All in all I walked 11 miles that day. My feet weren't tired, but I was mentally exhausted. I knew that this would be my generation's JFK assassination. I didn't have the perspective of history, but I knew that I'd have to explain this day to my children someday. And I knew that they'd never quite understand it.
I might have curled up an collapsed when I got home, but my wife hadn't made it back from teaching in Canarsie yet.
So I waited.
I think that's when I knew that my childhood was over. I started the day a twenty something kid, with a degree and a good job, but I was never quite comfortable in my own skin. That day I knew that nothing else really mattered . And I knew I could never go back.
There something round about the number 5. I think last year we gave ourselves permission to move on. The sadness that I remember permeating previous September 11ths seems to have faded away with the smoke that seems so fresh some night when I wake up to check on my children.
This year, the people around me don't seem to have taken note as much.

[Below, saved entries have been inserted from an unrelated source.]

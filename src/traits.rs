use crate::errors::Result;
use image::{GrayImage, RgbImage};

/// Foreground segmentation model used by the batch processor.
///
/// The processor only depends on this trait, so tests can inject a
/// deterministic model instead of an ONNX session.
pub trait ImageSegmentationModel: Send + Sync {
    /// Predict a foreground mask with the same dimensions as `image`.
    ///
    /// 255 is certain foreground, 0 certain background.
    fn predict_mask(&self, image: &RgbImage) -> Result<GrayImage>;

    /// Side length of the square model input.
    fn get_image_size(&self) -> u32;
}

impl<M: ImageSegmentationModel + ?Sized> ImageSegmentationModel for &M {
    fn predict_mask(&self, image: &RgbImage) -> Result<GrayImage> {
        (**self).predict_mask(image)
    }

    fn get_image_size(&self) -> u32 {
        (**self).get_image_size()
    }
}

And I can't help but reflect on how much my world changed that day- how much my children's world changed that day. The rhetorical "war on terror" is something so much greater to me. Iran is seeking Nuclear weapons, Saddam who has used WMD in the past was continuing to produce them, and seeking nuclear capabilities. We'll probably never know how many stockpiles were transferred to Syria before the war broke out.
Israel, the only Democracy in the Middle East, is besieged by terrorist regimes (Hizzballah in the North, Hamas in the South) cold peace with surrounding Arab neighbors, and a dysfunctional government with lower approval rating the W's.

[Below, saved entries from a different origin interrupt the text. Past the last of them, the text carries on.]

//! Fetching the U2-Net weights into the local model cache.

use indicatif::{ProgressBar, ProgressStyle};
use sha2::{Digest, Sha256};
use std::fs::{self, File};
use std::io::{self, BufReader, BufWriter, Write};
use std::path::Path;
use std::time::Duration;
use tracing::{debug, info};

use crate::errors::{BgStripError, Result};

/// Release asset the `~/.u2net` cache is populated from.
pub const U2NET_URL: &str =
    "https://github.com/danielgatis/rembg/releases/download/v0.0.0/u2net.onnx";

const CONNECT_TIMEOUT: Duration = Duration::from_secs(30);

/// Make sure `path` holds the model, downloading it from `url` when absent.
///
/// A file already at `path` is used as is and no request is made.
pub fn ensure_model(path: &Path, url: &str, expected_sha256: Option<&str>) -> Result<()> {
    if path.is_file() {
        debug!(model = %path.display(), "model already cached");
        return Ok(());
    }
    download_file(url, path, expected_sha256)
}

/// Download `url` to `path`.
///
/// The body is streamed into a temporary file next to `path`, checked against
/// `expected_sha256` when given, and only then renamed into place.
pub fn download_file(url: &str, path: &Path, expected_sha256: Option<&str>) -> Result<()> {
    let dir = path
        .parent()
        .filter(|p| !p.as_os_str().is_empty())
        .unwrap_or(Path::new("."));
    fs::create_dir_all(dir)
        .map_err(|e| BgStripError::file_system(dir, "cache directory creation", e))?;

    info!(url, target = %path.display(), "downloading model");
    let client = reqwest::blocking::Client::builder()
        .connect_timeout(CONNECT_TIMEOUT)
        .build()
        .map_err(|e| BgStripError::download(url, e))?;
    let mut response = client
        .get(url)
        .send()
        .map_err(|e| BgStripError::download(url, e))?;
    let status = response.status();
    if !status.is_success() {
        return Err(BgStripError::download(url, format!("HTTP {status}")));
    }

    let temp = tempfile::Builder::new()
        .prefix(".u2net-")
        .suffix(".part")
        .tempfile_in(dir)
        .map_err(|e| BgStripError::file_system(dir, "temporary file creation", e))?;

    let pb = ProgressBar::new(response.content_length().unwrap_or(0));
    pb.set_style(
        ProgressStyle::default_bar()
            .template("{spinner:.green} [{bar:40.cyan/blue}] {bytes}/{total_bytes} ({eta})")
            .unwrap_or_else(|_| ProgressStyle::default_bar())
            .progress_chars("#>-"),
    );
    {
        let mut writer = pb.wrap_write(BufWriter::new(temp.as_file()));
        io::copy(&mut response, &mut writer).map_err(|e| BgStripError::download(url, e))?;
        writer
            .flush()
            .map_err(|e| BgStripError::file_system(temp.path(), "flush", e))?;
    }
    pb.finish_and_clear();

    if !verify_file_integrity(temp.path(), expected_sha256)? {
        return Err(BgStripError::download(url, "SHA-256 mismatch"));
    }

    temp.persist(path)
        .map_err(|e| BgStripError::file_system(path, "model save", e.error))?;
    info!(model = %path.display(), "model downloaded");
    Ok(())
}

/// `true` when no hash is expected or the file's SHA-256 matches it.
pub fn verify_file_integrity(path: &Path, expected_sha256: Option<&str>) -> Result<bool> {
    let Some(expected) = expected_sha256 else {
        return Ok(true);
    };
    Ok(sha256_file(path)?.eq_ignore_ascii_case(expected))
}

/// Lowercase hex SHA-256 of a file's contents.
pub fn sha256_file(path: &Path) -> Result<String> {
    let file = File::open(path).map_err(|e| BgStripError::file_system(path, "open", e))?;
    let mut hasher = Sha256::new();
    io::copy(&mut BufReader::new(file), &mut hasher)
        .map_err(|e| BgStripError::file_system(path, "hashing", e))?;
    Ok(format!("{:x}", hasher.finalize()))
}

#[cfg(test)]
mod tests {
    use super::*;
    use tempfile::TempDir;

    // nothing listens on the discard port, so any request fails fast
    const UNREACHABLE_URL: &str = "http://127.0.0.1:9/u2net.onnx";

    #[test]
    fn test_cached_model_skips_download() -> Result<()> {
        let temp_dir = TempDir::new()?;
        let model = temp_dir.path().join("u2net.onnx");
        fs::write(&model, b"cached weights")?;

        ensure_model(&model, UNREACHABLE_URL, None)?;

        assert_eq!(fs::read(&model)?, b"cached weights");
        assert_eq!(fs::read_dir(temp_dir.path())?.count(), 1);
        Ok(())
    }

    #[test]
    fn test_failed_download_leaves_no_file() {
        let temp_dir = TempDir::new().unwrap();
        let model = temp_dir.path().join(".u2net").join("u2net.onnx");

        let err = ensure_model(&model, UNREACHABLE_URL, None).unwrap_err();

        assert!(matches!(err, BgStripError::Download { .. }), "{err}");
        assert!(!model.exists());
        let leftovers = fs::read_dir(temp_dir.path().join(".u2net")).unwrap().count();
        assert_eq!(leftovers, 0);
    }

    #[test]
    fn test_verify_file_integrity_no_hash() -> Result<()> {
        let temp_dir = TempDir::new()?;
        let file = temp_dir.path().join("u2net.onnx");
        fs::write(&file, "test content")?;

        assert!(verify_file_integrity(&file, None)?);
        Ok(())
    }

    #[test]
    fn test_verify_file_integrity_with_hash() -> Result<()> {
        let temp_dir = TempDir::new()?;
        let file = temp_dir.path().join("u2net.onnx");
        fs::write(&file, "test content")?;

        let mut hasher = Sha256::new();
        hasher.update(b"test content");
        let expected = format!("{:x}", hasher.finalize());

        assert_eq!(sha256_file(&file)?, expected);
        assert!(verify_file_integrity(&file, Some(&expected))?);
        assert!(verify_file_integrity(&file, Some(&expected.to_uppercase()))?);
        assert!(!verify_file_integrity(&file, Some(&"0".repeat(64)))?);
        Ok(())
    }

    #[test]
    fn test_verify_file_integrity_missing_file() {
        let temp_dir = TempDir::new().unwrap();
        let missing = temp_dir.path().join("missing.onnx");
        assert!(verify_file_integrity(&missing, Some("00")).is_err());
    }
}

The world is a dangerous place. On the most fundamental level, I truly believe that the world is split between the free world, and oppressive regimes that suppress their own people, and seek destroy anyone who is different.
This struggle for survival is as stark as the Soviet arms race and the struggle to defeat communism.
And we seem to have lost sight of that big picture in our national political game.
I look back and I'm sad. Sad for lost life. Sad for lost innocence. Sad for the world I knew on September 10th, sitting in the Park Avenue Sports Club watching the Giants lose to Denver and talking about the Yankees chances for a 4th straight World Series.
That world is gone, and six years later- or sixty- I lack the wisdom or the perspective to truly digest what that means.